SAAD EDDIN IBRAHIM: 
Basically, to follow the Helsinki Accord formula. The Helsinki Accord was in 1975, when the NATO countries, or the Western countries, knowing that the Soviet bloc were in dire need for aid and for trade and for technology from the West, said, "Yes, we will give you all the above in return for relaxing your restrictions on civil society and respecting human rights and allowing more freedom of speech and freedom of movement and migration." And the Soviets, because of their, again, dire need for aid, said, "Yes, we will do that," and they signed. That's the Helsinki Accord.
I think that's now, among observers and historians, they think that was really the first nail on the coffin of totalitarianism, because within ten years from signing the Helsinki Accord, we began to see the disintegration of the Soviet bloc, peacefully. And I was calling for the same thing: condition your aid to Egypt and to other autocratic countries or autocratic regimes on opening up their systems and allowing more freedom.

AMY GOODMAN: 
Can you talk about -- well, Egypt and Israel are the top recipients of US foreign aid of the world --

SAAD EDDIN IBRAHIM: 
Yes.

AMY GOODMAN: 
And why? Why is Egypt important to the United States?

SAAD EDDIN IBRAHIM: 
It is important to the United States, partly because it is the first Arab country to initiate and to engage in a peace process with Israel. So the aid to Egypt was in part a reward for the late President Sadat's regime for having taken that step and in the hope that it will entice other Arab countries to follow suit. And, in fact, Jordan followed suit, and other countries are, in a way, beginning to see that and to emulate it.

So that is why --
As for Israel, Israel is strong and a favorite ally of the United States, from the time it was created back in 1948, and has been the primary recipient of sustained foreign aid. Egypt came into this in 1977 after President Sadat's trip to Jerusalem. So Egypt was a newcomer to this American largesse. So the two countries together, in order to stay on the peace track, have maintained a high level of receiving American aid, Israel a bit more than Egypt, but these are the two biggest recipients of American foreign aid.

AMY GOODMAN: 
You also write about Islamophobia and Mubarak; explain.

SAAD EDDIN IBRAHIM: 
Right, right. He is taking advantage of the fear in the West after 9/11 of Islamists by claiming that he is the bulwark or the defender of secularism in Egypt and in the Arab world against the Islamists.

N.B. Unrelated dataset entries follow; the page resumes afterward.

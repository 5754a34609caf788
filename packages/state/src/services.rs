//! Collaborators injected into the stores: notification sink, randomness, time.
//!
//! Production code uses [`Services::default`]. Tests swap in
//! [`SequentialRandom`] and [`ManualClock`] to get predictable ids, colors and
//! timestamps.

use std::sync::atomic::{AtomicU64, AtomicUsize, Ordering};
use std::sync::{Arc, Mutex, PoisonError};

use chrono::{DateTime, Duration, Utc};
use rand::Rng;

use crate::notify::{Notifier, TracingNotifier};

/// Source of fresh ids and uniform choices.
pub trait RandomSource: Send + Sync {
    /// A new identifier, unique with overwhelming probability.
    fn id(&self) -> String;

    /// An index in `0..len`. `len` is never zero.
    fn pick(&self, len: usize) -> usize;
}

/// UUID v4 ids (32 lowercase hex chars) and `rand::thread_rng` choices.
#[derive(Clone, Copy, Debug, Default)]
pub struct ThreadRandom;

impl RandomSource for ThreadRandom {
    fn id(&self) -> String {
        uuid::Uuid::new_v4().simple().to_string()
    }

    fn pick(&self, len: usize) -> usize {
        rand::thread_rng().gen_range(0..len)
    }
}

/// Deterministic ids (`"<prefix>-1"`, `"<prefix>-2"`, ...) and round-robin picks.
#[derive(Debug)]
pub struct SequentialRandom {
    prefix: String,
    next_id: AtomicU64,
    next_pick: AtomicUsize,
}

impl SequentialRandom {
    pub fn new(prefix: &str) -> Self {
        Self {
            prefix: prefix.to_string(),
            next_id: AtomicU64::new(1),
            next_pick: AtomicUsize::new(0),
        }
    }
}

impl RandomSource for SequentialRandom {
    fn id(&self) -> String {
        let n = self.next_id.fetch_add(1, Ordering::SeqCst);
        format!("{}-{n}", self.prefix)
    }

    fn pick(&self, len: usize) -> usize {
        self.next_pick.fetch_add(1, Ordering::SeqCst) % len
    }
}

pub trait Clock: Send + Sync {
    fn now(&self) -> DateTime<Utc>;
}

#[derive(Clone, Copy, Debug, Default)]
pub struct SystemClock;

impl Clock for SystemClock {
    fn now(&self) -> DateTime<Utc> {
        Utc::now()
    }
}

/// A clock that only moves when told to. Clones share the same time.
#[derive(Clone, Debug)]
pub struct ManualClock {
    now: Arc<Mutex<DateTime<Utc>>>,
}

impl ManualClock {
    pub fn new(start: DateTime<Utc>) -> Self {
        Self {
            now: Arc::new(Mutex::new(start)),
        }
    }

    pub fn set(&self, t: DateTime<Utc>) {
        *self.now.lock().unwrap_or_else(PoisonError::into_inner) = t;
    }

    pub fn advance(&self, by: Duration) {
        *self.now.lock().unwrap_or_else(PoisonError::into_inner) += by;
    }
}

impl Clock for ManualClock {
    fn now(&self) -> DateTime<Utc> {
        *self.now.lock().unwrap_or_else(PoisonError::into_inner)
    }
}

/// Bundle of collaborators shared by both stores.
#[derive(Clone)]
pub struct Services {
    pub notifier: Arc<dyn Notifier>,
    pub random: Arc<dyn RandomSource>,
    pub clock: Arc<dyn Clock>,
}

impl Default for Services {
    fn default() -> Self {
        Self {
            notifier: Arc::new(TracingNotifier),
            random: Arc::new(ThreadRandom),
            clock: Arc::new(SystemClock),
        }
    }
}

impl Services {
    pub fn with_notifier(mut self, notifier: impl Notifier + 'static) -> Self {
        self.notifier = Arc::new(notifier);
        self
    }

    pub fn with_random(mut self, random: impl RandomSource + 'static) -> Self {
        self.random = Arc::new(random);
        self
    }

    pub fn with_clock(mut self, clock: impl Clock + 'static) -> Self {
        self.clock = Arc::new(clock);
        self
    }
}

impl std::fmt::Debug for Services {
    fn fmt(&self, f: &mut std::fmt::Formatter<'_>) -> std::fmt::Result {
        f.debug_struct("Services").finish_non_exhaustive()
    }
}
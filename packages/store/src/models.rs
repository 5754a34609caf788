//! # Domain models for users, notes and session status
//!
//! Defines the records persisted through [`crate::KeyValueStore`] and the input
//! types accepted by the note store. The persisted types are
//! `Serialize + Deserialize` and keep the browser layout: camelCase field names,
//! RFC 3339 timestamps, optional fields omitted when absent.
//!
//! ## Types
//!
//! | Struct | Represents |
//! |--------|-----------|
//! | [`User`] | The current session user, stored under the `"user"` key. |
//! | [`Note`] | One note of the collection stored under the `"notes"` key. |
//! | [`NoteDraft`] | Caller input for creating a note. Identity and timestamps are assigned by the store. |
//! | [`NotePatch`] | Caller input for updating a note. Only content fields can be patched. |
//! | [`AuthStatus`] | Tri-state session gate: `Loading`, `Authenticated`, `Unauthenticated`. |

use chrono::{DateTime, Utc};
use serde::{Deserialize, Serialize};

/// The authenticated user of the current browser profile.
#[derive(Clone, Debug, PartialEq, Eq, Serialize, Deserialize)]
pub struct User {
    pub id: String,
    pub email: String,
    pub name: String,
    #[serde(default, skip_serializing_if = "Option::is_none")]
    pub avatar: Option<String>,
}

/// A note owned by a user.
#[derive(Clone, Debug, PartialEq, Eq, Serialize, Deserialize)]
#[serde(rename_all = "camelCase")]
pub struct Note {
    pub id: String,
    pub title: String,
    pub content: String,
    /// Style tag from the configured palette, e.g. `"bg-gradient-primary"`
    pub color: String,
    pub created_at: DateTime<Utc>,
    pub updated_at: DateTime<Utc>,
    #[serde(default, skip_serializing_if = "Option::is_none")]
    pub reminder: Option<DateTime<Utc>>,
    /// Id of the session user at creation, empty when created without a session
    pub user_id: String,
}

impl Note {
    pub fn has_reminder(&self) -> bool {
        self.reminder.is_some()
    }

    /// Apply the content fields of `patch`. Identity, ownership and timestamps
    /// are left to the caller.
    pub fn apply(&mut self, patch: &NotePatch) {
        if let Some(title) = &patch.title {
            self.title = title.clone();
        }
        if let Some(content) = &patch.content {
            self.content = content.clone();
        }
        if let Some(color) = &patch.color {
            self.color = color.clone();
        }
        if let Some(reminder) = patch.reminder {
            self.reminder = reminder;
        }
    }
}

/// Input for creating a note.
#[derive(Clone, Debug, Default, PartialEq, Eq, Serialize, Deserialize)]
pub struct NoteDraft {
    pub title: String,
    pub content: String,
    /// Empty string lets the store pick a palette color
    #[serde(default)]
    pub color: String,
    #[serde(default, skip_serializing_if = "Option::is_none")]
    pub reminder: Option<DateTime<Utc>>,
}

impl NoteDraft {
    pub fn new(title: impl Into<String>, content: impl Into<String>) -> Self {
        Self {
            title: title.into(),
            content: content.into(),
            ..Self::default()
        }
    }

    pub fn with_color(mut self, color: impl Into<String>) -> Self {
        self.color = color.into();
        self
    }

    pub fn with_reminder(mut self, reminder: DateTime<Utc>) -> Self {
        self.reminder = Some(reminder);
        self
    }
}

/// Partial update of an existing note, addressed by id.
///
/// `reminder` is two-level: `None` keeps the current reminder, `Some(None)`
/// clears it, `Some(Some(t))` sets it.
#[derive(Clone, Debug, Default, PartialEq, Eq)]
pub struct NotePatch {
    pub id: String,
    pub title: Option<String>,
    pub content: Option<String>,
    pub color: Option<String>,
    pub reminder: Option<Option<DateTime<Utc>>>,
}

impl NotePatch {
    pub fn new(id: impl Into<String>) -> Self {
        Self {
            id: id.into(),
            ..Self::default()
        }
    }

    pub fn title(mut self, title: impl Into<String>) -> Self {
        self.title = Some(title.into());
        self
    }

    pub fn content(mut self, content: impl Into<String>) -> Self {
        self.content = Some(content.into());
        self
    }

    pub fn color(mut self, color: impl Into<String>) -> Self {
        self.color = Some(color.into());
        self
    }

    pub fn reminder(mut self, reminder: Option<DateTime<Utc>>) -> Self {
        self.reminder = Some(reminder);
        self
    }
}

/// Session status. Starts as `Loading` and only ever moves to one of the
/// two settled states.
#[derive(Clone, Copy, Debug, Default, PartialEq, Eq, Hash, Serialize, Deserialize)]
#[serde(rename_all = "UPPERCASE")]
pub enum AuthStatus {
    #[default]
    Loading,
    Authenticated,
    Unauthenticated,
}

impl AuthStatus {
    pub fn is_authenticated(self) -> bool {
        self == AuthStatus::Authenticated
    }

    pub fn is_settled(self) -> bool {
        self != AuthStatus::Loading
    }
}
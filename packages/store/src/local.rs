//! # Browser `localStorage` store — web persistence
//!
//! [`LocalStore`] is the [`KeyValueStore`] used on the **web platform**. It
//! writes records straight into `window.localStorage`, which is synchronous,
//! scoped to the browser profile and survives page reloads.
//!
//! ## Connection management
//!
//! `LocalStore` holds no handle. `web_sys::Storage` is not `Send`, so each
//! operation looks the storage object up again through `web_sys::window()`;
//! the browser hands back the same object every time.
//!
//! ## Error handling
//!
//! Reads degrade to `None` (private browsing, storage disabled). Writes map the
//! thrown `JsValue` (typically a `QuotaExceededError`) to
//! [`StoreError::Backend`] so callers can keep their in-memory state unchanged.

use crate::kv::{KeyValueStore, StoreError};
use wasm_bindgen::JsValue;

/// `window.localStorage`-backed KeyValueStore for the web platform.
#[derive(Clone, Copy, Debug, Default)]
pub struct LocalStore;

impl LocalStore {
    pub fn new() -> Self {
        Self
    }

    fn storage() -> Result<web_sys::Storage, StoreError> {
        let window =
            web_sys::window().ok_or_else(|| StoreError::Backend("no window".to_string()))?;
        window
            .local_storage()
            .map_err(js_error)?
            .ok_or_else(|| StoreError::Backend("localStorage disabled".to_string()))
    }
}

fn js_error(value: JsValue) -> StoreError {
    StoreError::Backend(
        value
            .as_string()
            .unwrap_or_else(|| format!("{value:?}")),
    )
}

impl KeyValueStore for LocalStore {
    fn get(&self, key: &str) -> Option<String> {
        let storage = Self::storage().ok()?;
        storage.get_item(key).ok()?
    }

    fn set(&self, key: &str, value: &str) -> Result<(), StoreError> {
        Self::storage()?
            .set_item(key, value)
            .map_err(js_error)
    }

    fn remove(&self, key: &str) -> Result<(), StoreError> {
        Self::storage()?
            .remove_item(key)
            .map_err(js_error)
    }
}
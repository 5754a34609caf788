//! # Filesystem-backed key-value store
//!
//! [`FileStore`] is a [`KeyValueStore`] implementation that persists each record
//! as a JSON file on the local filesystem. It is used on native platforms to
//! retain the session and notes across restarts, the way `localStorage`
//! does in the browser.
//!
//! ## Layout
//!
//! ```text
//! <base_dir>/
//! ├── user.json      # current session user, absent when logged out
//! └── notes.json     # ordered note collection
//! ```
//!
//! ## Atomic overwrite
//!
//! A write goes to a temporary file in `<base_dir>` which is then renamed over
//! the target, so a reader sees either the previous record or the new one,
//! never a truncated file.
//!
//! ## Platform data directories
//!
//! [`FileStore::default_location`] uses [`dirs::data_dir()`]:
//!
//! | Platform | Path |
//! |----------|------|
//! | macOS | `~/Library/Application Support/chromacards/` |
//! | Linux | `~/.local/share/chromacards/` |
//! | Windows | `C:\Users\<user>\AppData\Roaming\chromacards\` |

use std::io::Write;
use std::path::{Path, PathBuf};

use crate::kv::{validate_key, KeyValueStore, StoreError};

const APP_DIR: &str = "chromacards";

/// Filesystem-backed KeyValueStore for native persistence.
#[derive(Clone, Debug)]
pub struct FileStore {
    base: PathBuf,
}

impl FileStore {
    pub fn new(base: PathBuf) -> Self {
        Self { base }
    }

    /// Store rooted at `<data_dir>/chromacards`, or `./chromacards` when the
    /// platform has no data directory.
    pub fn default_location() -> Self {
        let base = dirs::data_dir()
            .unwrap_or_else(|| PathBuf::from("."))
            .join(APP_DIR);
        Self::new(base)
    }

    pub fn base(&self) -> &Path {
        &self.base
    }

    fn record_path(&self, key: &str) -> PathBuf {
        self.base.join(format!("{key}.json"))
    }
}

impl KeyValueStore for FileStore {
    fn get(&self, key: &str) -> Option<String> {
        validate_key(key).ok()?;
        std::fs::read_to_string(self.record_path(key)).ok()
    }

    fn set(&self, key: &str, value: &str) -> Result<(), StoreError> {
        validate_key(key)?;
        std::fs::create_dir_all(&self.base)?;

        let mut tmp = tempfile::NamedTempFile::new_in(&self.base)?;
        tmp.write_all(value.as_bytes())?;
        tmp.as_file().sync_all()?;
        tmp.persist(self.record_path(key)).map_err(|e| e.error)?;

        tracing::debug!(key, bytes = value.len(), "record written");
        Ok(())
    }

    fn remove(&self, key: &str) -> Result<(), StoreError> {
        validate_key(key)?;
        match std::fs::remove_file(self.record_path(key)) {
            Ok(()) => Ok(()),
            Err(e) if e.kind() == std::io::ErrorKind::NotFound => Ok(()),
            Err(e) => Err(e.into()),
        }
    }
}
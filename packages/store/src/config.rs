//! # Application configuration — `chromacards.toml`
//!
//! Defines the TOML configuration file read at startup (filename:
//! [`AppConfig::filename`] = `"chromacards.toml"`). It controls the simulated
//! authentication latency, the note color palette and where records are
//! persisted.
//!
//! ## Structure
//!
//! ```toml
//! [auth]
//! latency_ms = 1000          # simulated round trip for login/signup (0 = none)
//!
//! [notes]
//! palette = ["bg-gradient-primary", "bg-gradient-secondary"]
//! scope_to_user = false      # list() only returns notes of the session user
//!
//! [storage]
//! user_key = "user"
//! notes_key = "notes"
//! dir = ""                   # empty = platform data directory
//! ```
//!
//! ## Types
//!
//! | Struct | Purpose |
//! |--------|---------|
//! | [`AppConfig`] | Top-level config. Builder helpers, TOML (de)serialisation, file loading. |
//! | [`AuthConfig`] | Simulated login/signup latency, default **1000 ms**. |
//! | [`NotesConfig`] | Color palette (five gradient styles by default) and owner scoping. |
//! | [`StorageConfig`] | Record keys and the native storage directory. |
//!
//! All structs implement `Default` so that a missing or empty config file is
//! equivalent to the default configuration.

use std::path::{Path, PathBuf};
use std::time::Duration;

use serde::{Deserialize, Serialize};
use thiserror::Error;

use crate::kv::validate_key;

/// Palette used when a note is created without a color.
pub const DEFAULT_PALETTE: [&str; 5] = [
    "bg-gradient-primary",
    "bg-gradient-secondary",
    "bg-gradient-success",
    "bg-gradient-warning",
    "bg-gradient-danger",
];

/// Errors raised while loading a config file.
#[derive(Debug, Error)]
pub enum ConfigError {
    #[error("failed to read {}: {source}", .path.display())]
    Read {
        path: PathBuf,
        source: std::io::Error,
    },

    #[error("failed to parse {}: {source}", .path.display())]
    Parse {
        path: PathBuf,
        source: toml::de::Error,
    },

    #[error("notes.palette must contain at least one color")]
    EmptyPalette,

    #[error("storage.{field} {key:?} may only contain letters, digits, '_' and '-'")]
    InvalidStorageKey { field: &'static str, key: String },

    #[error("storage.user_key and storage.notes_key must name different records")]
    SharedStorageKey,
}

/// Top-level configuration stored in `chromacards.toml`.
#[derive(Clone, Debug, Default, PartialEq, Serialize, Deserialize)]
pub struct AppConfig {
    #[serde(default)]
    pub auth: AuthConfig,
    #[serde(default)]
    pub notes: NotesConfig,
    #[serde(default)]
    pub storage: StorageConfig,
}

/// Authentication configuration.
#[derive(Clone, Debug, PartialEq, Serialize, Deserialize)]
pub struct AuthConfig {
    /// Simulated network delay for login and signup in milliseconds.
    #[serde(default = "default_latency_ms")]
    pub latency_ms: u64,
}

fn default_latency_ms() -> u64 {
    1000
}

impl Default for AuthConfig {
    fn default() -> Self {
        Self {
            latency_ms: default_latency_ms(),
        }
    }
}

impl AuthConfig {
    pub fn latency(&self) -> Duration {
        Duration::from_millis(self.latency_ms)
    }
}

/// Notes-specific configuration.
#[derive(Clone, Debug, PartialEq, Serialize, Deserialize)]
pub struct NotesConfig {
    /// Style tags a new note picks from when created without a color.
    #[serde(default = "default_palette")]
    pub palette: Vec<String>,
    /// When set, `list()` only returns notes owned by the session user.
    #[serde(default)]
    pub scope_to_user: bool,
}

fn default_palette() -> Vec<String> {
    DEFAULT_PALETTE.iter().map(|c| c.to_string()).collect()
}

impl Default for NotesConfig {
    fn default() -> Self {
        Self {
            palette: default_palette(),
            scope_to_user: false,
        }
    }
}

/// Persistence configuration.
#[derive(Clone, Debug, PartialEq, Serialize, Deserialize)]
pub struct StorageConfig {
    #[serde(default = "default_user_key")]
    pub user_key: String,
    #[serde(default = "default_notes_key")]
    pub notes_key: String,
    /// Directory for native file storage. Empty means the platform data dir.
    #[serde(default)]
    pub dir: String,
}

fn default_user_key() -> String {
    "user".to_string()
}

fn default_notes_key() -> String {
    "notes".to_string()
}

impl Default for StorageConfig {
    fn default() -> Self {
        Self {
            user_key: default_user_key(),
            notes_key: default_notes_key(),
            dir: String::new(),
        }
    }
}

impl AppConfig {
    /// Builder method to set the simulated auth latency.
    pub fn with_latency_ms(mut self, ms: u64) -> Self {
        self.auth.latency_ms = ms;
        self
    }

    /// Builder method to restrict `list()` to the session user's notes.
    pub fn with_scope_to_user(mut self, scoped: bool) -> Self {
        self.notes.scope_to_user = scoped;
        self
    }

    /// Builder method to set the native storage directory.
    pub fn with_storage_dir(mut self, dir: impl Into<String>) -> Self {
        self.storage.dir = dir.into();
        self
    }

    /// The well-known filename for the config file.
    pub fn filename() -> &'static str {
        "chromacards.toml"
    }

    /// Parse from TOML string.
    pub fn from_toml(s: &str) -> Result<Self, toml::de::Error> {
        toml::from_str(s)
    }

    /// Serialize to TOML string.
    pub fn to_toml(&self) -> Result<String, toml::ser::Error> {
        toml::to_string_pretty(self)
    }

    /// Load a config file. A missing file yields the defaults.
    pub fn load(path: &Path) -> Result<Self, ConfigError> {
        let raw = match std::fs::read_to_string(path) {
            Ok(raw) => raw,
            Err(e) if e.kind() == std::io::ErrorKind::NotFound => {
                tracing::debug!(path = %path.display(), "no config file, using defaults");
                return Ok(Self::default());
            }
            Err(source) => {
                return Err(ConfigError::Read {
                    path: path.to_path_buf(),
                    source,
                })
            }
        };
        let config = Self::from_toml(&raw).map_err(|source| ConfigError::Parse {
            path: path.to_path_buf(),
            source,
        })?;
        config.validate()?;
        Ok(config)
    }

    /// Reject settings the stores cannot work with.
    pub fn validate(&self) -> Result<(), ConfigError> {
        if self.notes.palette.is_empty() {
            return Err(ConfigError::EmptyPalette);
        }
        let keys = [
            ("user_key", &self.storage.user_key),
            ("notes_key", &self.storage.notes_key),
        ];
        for (field, key) in keys {
            validate_key(key).map_err(|_| ConfigError::InvalidStorageKey {
                field,
                key: key.clone(),
            })?;
        }
        // The notes store also writes "<notes_key>-corrupt"
        let user_key = &self.storage.user_key;
        let notes_key = &self.storage.notes_key;
        if user_key == notes_key || *user_key == format!("{notes_key}-corrupt") {
            return Err(ConfigError::SharedStorageKey);
        }
        Ok(())
    }
}
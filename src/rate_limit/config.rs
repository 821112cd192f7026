//! Rate Limit Configuration
//!
//! Static per-operation limits and the read-only registry built from them.

use serde::{Deserialize, Serialize};
use std::collections::HashMap;
use std::sync::Arc;
use std::time::Duration;

use crate::error::CoordinatorError;

/// Limits for one named external operation
#[derive(Debug, Clone, PartialEq, Serialize, Deserialize)]
pub struct RateLimitConfig {
    /// Operation name callers pass to `acquire`
    pub operation: String,

    /// Sustained refill rate (tokens per second)
    pub rate_per_second: f64,

    /// Maximum tokens the bucket holds
    pub burst_capacity: u32,

    /// Minimum spacing between queued grants in milliseconds
    #[serde(default)]
    pub min_delay_ms: u64,

    /// Largest number of items one call may carry
    #[serde(default = "default_max_batch_size")]
    pub max_batch_size: u32,
}

fn default_max_batch_size() -> u32 {
    1
}

/// Built-in operation table used when the config file defines none.
///
/// (operation, rate/s, burst, min delay ms, max batch size)
pub const DEFAULT_OPERATIONS: &[(&str, f64, u32, u64, u32)] = &[
    ("catalog.get_item", 2.0, 2, 0, 1),
    ("catalog.search", 2.0, 2, 0, 20),
    ("pricing.item_offers", 0.5, 1, 0, 1),
    ("pricing.competitive", 0.5, 1, 0, 20),
    ("fees.estimate", 1.0, 2, 500, 20),
];

impl RateLimitConfig {
    /// Create a configuration entry
    pub fn new(operation: &str, rate_per_second: f64, burst_capacity: u32) -> Self {
        Self {
            operation: operation.to_string(),
            rate_per_second,
            burst_capacity,
            min_delay_ms: 0,
            max_batch_size: default_max_batch_size(),
        }
    }

    /// Set the minimum spacing between queued grants
    pub fn min_delay_ms(mut self, min_delay_ms: u64) -> Self {
        self.min_delay_ms = min_delay_ms;
        self
    }

    /// Set the maximum batch size
    pub fn max_batch_size(mut self, max_batch_size: u32) -> Self {
        self.max_batch_size = max_batch_size;
        self
    }

    /// Minimum spacing as a duration
    pub fn min_delay(&self) -> Duration {
        Duration::from_millis(self.min_delay_ms)
    }

    /// Time to refill `tokens` tokens from empty
    pub fn refill_time(&self, tokens: f64) -> Duration {
        Duration::from_secs_f64((tokens.max(0.0)) / self.rate_per_second)
    }

    /// Validate the entry
    pub fn validate(&self) -> anyhow::Result<()> {
        if self.operation.trim().is_empty() {
            anyhow::bail!("Operation name must not be empty");
        }
        if !self.rate_per_second.is_finite() || self.rate_per_second <= 0.0 {
            anyhow::bail!(
                "Operation '{}' has invalid rate_per_second {}: must be > 0",
                self.operation,
                self.rate_per_second
            );
        }
        if self.burst_capacity == 0 {
            anyhow::bail!("Operation '{}' must have burst_capacity >= 1", self.operation);
        }
        if self.max_batch_size == 0 {
            anyhow::bail!("Operation '{}' must have max_batch_size >= 1", self.operation);
        }
        Ok(())
    }
}

/// Read-only lookup table of operation limits.
///
/// Built once at startup; unknown operations fail fast instead of falling
/// back to a default entry.
#[derive(Debug, Clone)]
pub struct OperationRegistry {
    entries: HashMap<String, Arc<RateLimitConfig>>,
}

impl OperationRegistry {
    /// Build a registry, rejecting invalid or duplicate entries
    pub fn new(configs: Vec<RateLimitConfig>) -> anyhow::Result<Self> {
        let mut entries = HashMap::with_capacity(configs.len());
        for config in configs {
            config.validate()?;
            let name = config.operation.clone();
            if entries.insert(name.clone(), Arc::new(config)).is_some() {
                anyhow::bail!("Operation '{}' is configured more than once", name);
            }
        }
        if entries.is_empty() {
            anyhow::bail!("At least one operation must be configured");
        }
        Ok(Self { entries })
    }

    /// Registry populated from [`DEFAULT_OPERATIONS`]
    pub fn builtin() -> Self {
        let entries = default_operations()
            .into_iter()
            .map(|c| (c.operation.clone(), Arc::new(c)))
            .collect();
        Self { entries }
    }

    /// Look up an operation
    pub fn get(&self, operation: &str) -> Result<&Arc<RateLimitConfig>, CoordinatorError> {
        self.entries
            .get(operation)
            .ok_or_else(|| CoordinatorError::UnknownOperation(operation.to_string()))
    }

    /// Whether an operation is configured
    pub fn contains(&self, operation: &str) -> bool {
        self.entries.contains_key(operation)
    }

    /// Operation names in sorted order
    pub fn operations(&self) -> Vec<String> {
        let mut names: Vec<String> = self.entries.keys().cloned().collect();
        names.sort();
        names
    }

    /// All entries
    pub fn iter(&self) -> impl Iterator<Item = &Arc<RateLimitConfig>> {
        self.entries.values()
    }

    /// Number of configured operations
    pub fn len(&self) -> usize {
        self.entries.len()
    }

    /// Whether the registry is empty
    pub fn is_empty(&self) -> bool {
        self.entries.is_empty()
    }
}

/// Materialize [`DEFAULT_OPERATIONS`]
pub fn default_operations() -> Vec<RateLimitConfig> {
    DEFAULT_OPERATIONS
        .iter()
        .map(|&(operation, rate, burst, min_delay_ms, max_batch)| {
            RateLimitConfig::new(operation, rate, burst)
                .min_delay_ms(min_delay_ms)
                .max_batch_size(max_batch)
        })
        .collect()
}

#[cfg(test)]
mod tests {
    use super::*;

    #[test]
    fn test_builtin_registry() {
        let registry = OperationRegistry::builtin();
        assert_eq!(registry.len(), DEFAULT_OPERATIONS.len());

        let fees = registry.get("fees.estimate").unwrap();
        assert_eq!(fees.burst_capacity, 2);
        assert_eq!(fees.min_delay(), Duration::from_millis(500));
    }

    #[test]
    fn test_builtin_entries_are_valid() {
        for config in default_operations() {
            config.validate().unwrap();
        }
    }

    #[test]
    fn test_unknown_operation() {
        let registry = OperationRegistry::builtin();
        let err = registry.get("orders.list").unwrap_err();
        assert!(matches!(err, CoordinatorError::UnknownOperation(op) if op == "orders.list"));
    }

    #[test]
    fn test_rejects_invalid_entries() {
        assert!(OperationRegistry::new(vec![RateLimitConfig::new("a", 0.0, 1)]).is_err());
        assert!(OperationRegistry::new(vec![RateLimitConfig::new("a", -1.0, 1)]).is_err());
        assert!(OperationRegistry::new(vec![RateLimitConfig::new("a", 1.0, 0)]).is_err());
        assert!(OperationRegistry::new(vec![
            RateLimitConfig::new("a", 1.0, 1).max_batch_size(0)
        ])
        .is_err());
        assert!(OperationRegistry::new(vec![]).is_err());
    }

    #[test]
    fn test_rejects_duplicates() {
        let result = OperationRegistry::new(vec![
            RateLimitConfig::new("a", 1.0, 1),
            RateLimitConfig::new("a", 2.0, 2),
        ]);
        assert!(result.is_err());
    }

    #[test]
    fn test_refill_time() {
        let config = RateLimitConfig::new("a", 2.0, 4);
        assert_eq!(config.refill_time(1.0), Duration::from_millis(500));
        assert_eq!(config.refill_time(-3.0), Duration::ZERO);
    }

    #[test]
    fn test_config_serialization() {
        let toml_entry = r#"
            operation = "catalog.search"
            rate_per_second = 2.0
            burst_capacity = 2
        "#;
        let parsed: RateLimitConfig = toml::from_str(toml_entry).unwrap();
        assert_eq!(parsed.min_delay_ms, 0);
        assert_eq!(parsed.max_batch_size, 1);
    }
}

And, unfortunately, the West seemed to have swallowed this claim, this false claim, because the Islamists keep increasing their constituency anyhow as a result of the corruption and the inefficiency of this autocratic regime.

AMY GOODMAN: 
Finally, Saad Eddin Ibrahim --

SAAD EDDIN IBRAHIM: 
Yes.

AMY GOODMAN: 
You have said that if you go back to Egypt, you could well be arrested. So why return?

SAAD EDDIN IBRAHIM: 
Well, because that's where my fight is. That's my country. I don't want to give up the right of going back to my home country. And I'm fighting my battle there, because that's a battlefield. I just want a fair fight, not a fight under the specter of being imprisoned without completing my mission, my role, my advocacy. There's a lot of people in Egypt who are looking to me and to people like myself to lead their good generation into a better life for Egypt and a better future for the region.

AMY GOODMAN: 
Saad Eddin Ibrahim, one of Egypt's leading human rights activists, founder of the Ibn Khaldun Center for Development Studies in Egypt. I spoke to him in Atlanta at the Carter Center.